In [2]:
import torch 
import torch.nn as nn
import torch.optim as optim
from torch.utils.data import Dataset, DataLoader
import torchvision
import torchvision.transforms as transforms
from torchvision.datasets import ImageFolder
import timm

import matplotlib.pyplot as plt
import numpy as pd
import sys
from tqdm.notebook import tqdm

In [None]:
#PyTorch Dataset

In [3]:
class CardClassifierDataset(Dataset):
    def __init__(self, data_dir, transform=None):
        self.data = ImageFolder(data_dir, transform = transform)

    def __len__(self):
        return len(self.data)

    def __getitem__(self, idx):
        return self.data[idx]

    @property
    def classes(self):
        return self.data.classes
        

In [4]:
#Dataset and Dataloader
transform = transforms.Compose([
    transforms.Resize((224, 224)),
    transforms.ToTensor(),
])

train_folder = '/aul/homes/amaha038/DeepLearning/Datasets/Card_Dataset_Kaggle/train/'
test_folder = '/aul/homes/amaha038/DeepLearning/Datasets/Card_Dataset_Kaggle/test/'
valid_folder = '/aul/homes/amaha038/DeepLearning/Datasets/Card_Dataset_Kaggle/valid/'


train_dataset = CardClassifierDataset(data_dir = train_folder, transform = transform)
test_dataset = CardClassifierDataset(data_dir = test_folder, transform = transform)
valid_dataset = CardClassifierDataset(data_dir = valid_folder, transform = transform)

train_loader = DataLoader(train_dataset, batch_size=32, shuffle=True)
valid_loader = DataLoader(valid_dataset, batch_size=32, shuffle=False)
test_loader = DataLoader(test_dataset, batch_size=32, shuffle=False)

In [5]:
#printing the number of features_out for any model
model_name = 'vit_base_patch16_224'
base_model = timm.create_model(model_name, pretrained=True)

# Removing the classification head (usually the last layer)
features = nn.Sequential(*list(base_model.children())[:-1])

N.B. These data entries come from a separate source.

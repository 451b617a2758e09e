use crate::config::Config;
use crate::errors::PlanError;
use crate::models::{PlanRequest, PlanSource, RawPlanResponse};

use super::gemini::GeminiService;
use super::mock::MockPlanService;

/// Anything that can turn a plan prompt into a raw plan text
#[async_trait::async_trait]
pub trait PlanService: Send + Sync {
    async fn generate(&self, request: &PlanRequest) -> Result<RawPlanResponse, PlanError>;
}

/// Live or mock, chosen once from the configured credential
pub enum PlanProvider {
    Live(GeminiService),
    Mock(MockPlanService),
}

impl PlanProvider {
    pub fn from_config(config: &Config) -> Result<Self, PlanError> {
        match config.gemini_api_key.as_deref() {
            Some(api_key) => {
                log::info!("🤖 Plan provider: Gemini ({})", config.gemini_model);
                Ok(PlanProvider::Live(GeminiService::new(
                    api_key.to_string(),
                    config.gemini_api_url.clone(),
                    config.gemini_model.clone(),
                    config.provider_timeout,
                )?))
            }
            None => {
                log::info!("🧪 GEMINI_API_KEY not set, plan provider running in mock mode");
                Ok(PlanProvider::Mock(MockPlanService::new()))
            }
        }
    }

    pub fn source(&self) -> PlanSource {
        match self {
            PlanProvider::Live(_) => PlanSource::Live,
            PlanProvider::Mock(_) => PlanSource::Mock,
        }
    }
}

#[async_trait::async_trait]
impl PlanService for PlanProvider {
    async fn generate(&self, request: &PlanRequest) -> Result<RawPlanResponse, PlanError> {
        match self {
            PlanProvider::Live(service) => service.generate(request).await,
            PlanProvider::Mock(service) => service.generate(request).await,
        }
    }
}

#[cfg(test)]
mod tests {
    use super::*;

    #[test]
    fn test_missing_key_selects_mock() {
        let provider = PlanProvider::from_config(&Config::default()).unwrap();
        assert_eq!(provider.source(), PlanSource::Mock);
    }

    #[test]
    fn test_key_selects_live() {
        let config = Config {
            gemini_api_key: Some("test_key".to_string()),
            ..Config::default()
        };
        let provider = PlanProvider::from_config(&config).unwrap();
        assert_eq!(provider.source(), PlanSource::Live);
    }
}
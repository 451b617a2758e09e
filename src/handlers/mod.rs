pub mod export; // CSV rendering
pub mod plan_handler;

pub use plan_handler::{PlanForm, PlanHandler};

# Creating a dummy input (batch_size=1, 3 channels, 224x224)
dummy_input = torch.randn(1, 3, 224, 224)

# Passing through the feature extractor
with torch.no_grad():
    output = features(dummy_input)
    print(f"Feature shape: {output.shape}")
    print(f"Flattened feature size: {output.view(1, -1).shape[1]}")

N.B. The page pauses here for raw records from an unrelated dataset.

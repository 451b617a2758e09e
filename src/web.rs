use axum::{
    extract::State,
    http::{header, StatusCode},
    response::{Html, IntoResponse, Response},
    routing::{get, post},
    Form, Json, Router,
};
use serde_json::json;
use std::sync::Arc;

use crate::errors::PlanError;
use crate::handlers::{export, PlanForm, PlanHandler};

pub fn create_router(handler: Arc<PlanHandler>) -> Router {
    Router::new()
        .route("/", get(form_page))
        .route("/plan", post(plan_json))
        .route("/plan.csv", post(plan_csv))
        .route("/health", get(health_check))
        .with_state(handler)
}

fn error_response(e: PlanError) -> Response {
    let status = match e {
        PlanError::InvalidInput(_) => StatusCode::BAD_REQUEST,
        _ => StatusCode::BAD_GATEWAY,
    };
    if status == StatusCode::BAD_REQUEST {
        log::warn!("⚠️ Rejected plan form: {}", e);
    } else {
        log::error!("❌ Plan request failed: {}", e);
    }
    (status, Json(json!({ "error": e.to_string() }))).into_response()
}

async fn form_page() -> Html<&'static str> {
    Html(include_str!("../static/index.html"))
}

async fn plan_json(State(handler): State<Arc<PlanHandler>>, Form(form): Form<PlanForm>) -> Response {
    log::info!("🔔 Plan requested (json)");
    match handler.handle_form(form).await {
        Ok(result) => (StatusCode::OK, Json(result)).into_response(),
        Err(e) => error_response(e),
    }
}

async fn plan_csv(State(handler): State<Arc<PlanHandler>>, Form(form): Form<PlanForm>) -> Response {
    log::info!("🔔 Plan requested (csv)");
    let result = match handler.handle_form(form).await {
        Ok(result) => result,
        Err(e) => return error_response(e),
    };

    match export::to_csv(&result.plan) {
        Ok(csv) => (
            StatusCode::OK,
            [
                (header::CONTENT_TYPE, "text/csv; charset=utf-8"),
                (header::CONTENT_DISPOSITION, "attachment; filename=\"meal-plan.csv\""),
            ],
            csv,
        )
            .into_response(),
        Err(e) => {
            log::error!("❌ CSV export failed: {}", e);
            (
                StatusCode::INTERNAL_SERVER_ERROR,
                Json(json!({ "error": "could not render CSV" })),
            )
                .into_response()
        }
    }
}

async fn health_check() -> &'static str {
    "OK"
}

#[cfg(test)]
mod tests {
    use super::*;
    use crate::services::MockPlanService;
    use axum::body::{to_bytes, Body};
    use axum::http::Request;
    use tower::ServiceExt;

    const FORM: &str = "weight=70&height=175&age=25&sex=male&activity=3&goal=auto&units=metric";

    fn router() -> Router {
        create_router(Arc::new(PlanHandler::new(Arc::new(MockPlanService::new()))))
    }

    fn post_form(uri: &str, body: &str) -> Request<Body> {
        Request::builder()
            .method("POST")
            .uri(uri)
            .header(header::CONTENT_TYPE, "application/x-www-form-urlencoded")
            .body(Body::from(body.to_string()))
            .unwrap()
    }

    async fn body_string(response: Response) -> String {
        let bytes = to_bytes(response.into_body(), usize::MAX).await.unwrap();
        String::from_utf8(bytes.to_vec()).unwrap()
    }

    #[tokio::test]
    async fn test_health() {
        let response = router()
            .oneshot(Request::builder().uri("/health").body(Body::empty()).unwrap())
            .await
            .unwrap();
        assert_eq!(response.status(), StatusCode::OK);
        assert_eq!(body_string(response).await, "OK");
    }

    #[tokio::test]
    async fn test_form_page() {
        let response = router()
            .oneshot(Request::builder().uri("/").body(Body::empty()).unwrap())
            .await
            .unwrap();
        assert_eq!(response.status(), StatusCode::OK);
        assert!(body_string(response).await.contains("<form"));
    }

    #[tokio::test]
    async fn test_plan_json() {
        let response = router().oneshot(post_form("/plan", FORM)).await.unwrap();
        assert_eq!(response.status(), StatusCode::OK);

        let body: serde_json::Value = serde_json::from_str(&body_string(response).await).unwrap();
        assert_eq!(body["source"], "mock");
        assert_eq!(body["complete"], true);
        assert_eq!(body["plan"]["days"].as_array().map(Vec::len), Some(7));
        assert_eq!(body["metrics"]["classification"], "normal");
    }

    #[tokio::test]
    async fn test_plan_csv() {
        let response = router().oneshot(post_form("/plan.csv", FORM)).await.unwrap();
        assert_eq!(response.status(), StatusCode::OK);
        assert!(response.headers()[header::CONTENT_TYPE]
            .to_str()
            .unwrap()
            .starts_with("text/csv"));

        let csv = body_string(response).await;
        assert_eq!(csv.lines().count(), 8);
        assert!(csv.starts_with(&export::CSV_HEADER.join(",")));
    }

    #[tokio::test]
    async fn test_invalid_form_is_bad_request() {
        let response = router()
            .oneshot(post_form("/plan", "weight=heavy&height=175&age=25&sex=male&activity=3"))
            .await
            .unwrap();
        assert_eq!(response.status(), StatusCode::BAD_REQUEST);

        let body: serde_json::Value = serde_json::from_str(&body_string(response).await).unwrap();
        assert!(body["error"].as_str().unwrap().contains("weight"));
    }
}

model.safetensors:   0%|          | 0.00/346M [00:00<?, ?B/s]

Feature shape: torch.Size([1, 196, 768])
Flattened feature size: 150528


In [6]:
#Simple Model

class SimpleCardClassifier(nn.Module):
    def __init__(self, num_classes=53):
        super(SimpleCardClassifier, self).__init__()
        # Where we define all the parts of the model
        self.base_model = timm.create_model('vit_base_patch16_224', pretrained=True)
        self.features = nn.Sequential(*list(self.base_model.children())[:-1])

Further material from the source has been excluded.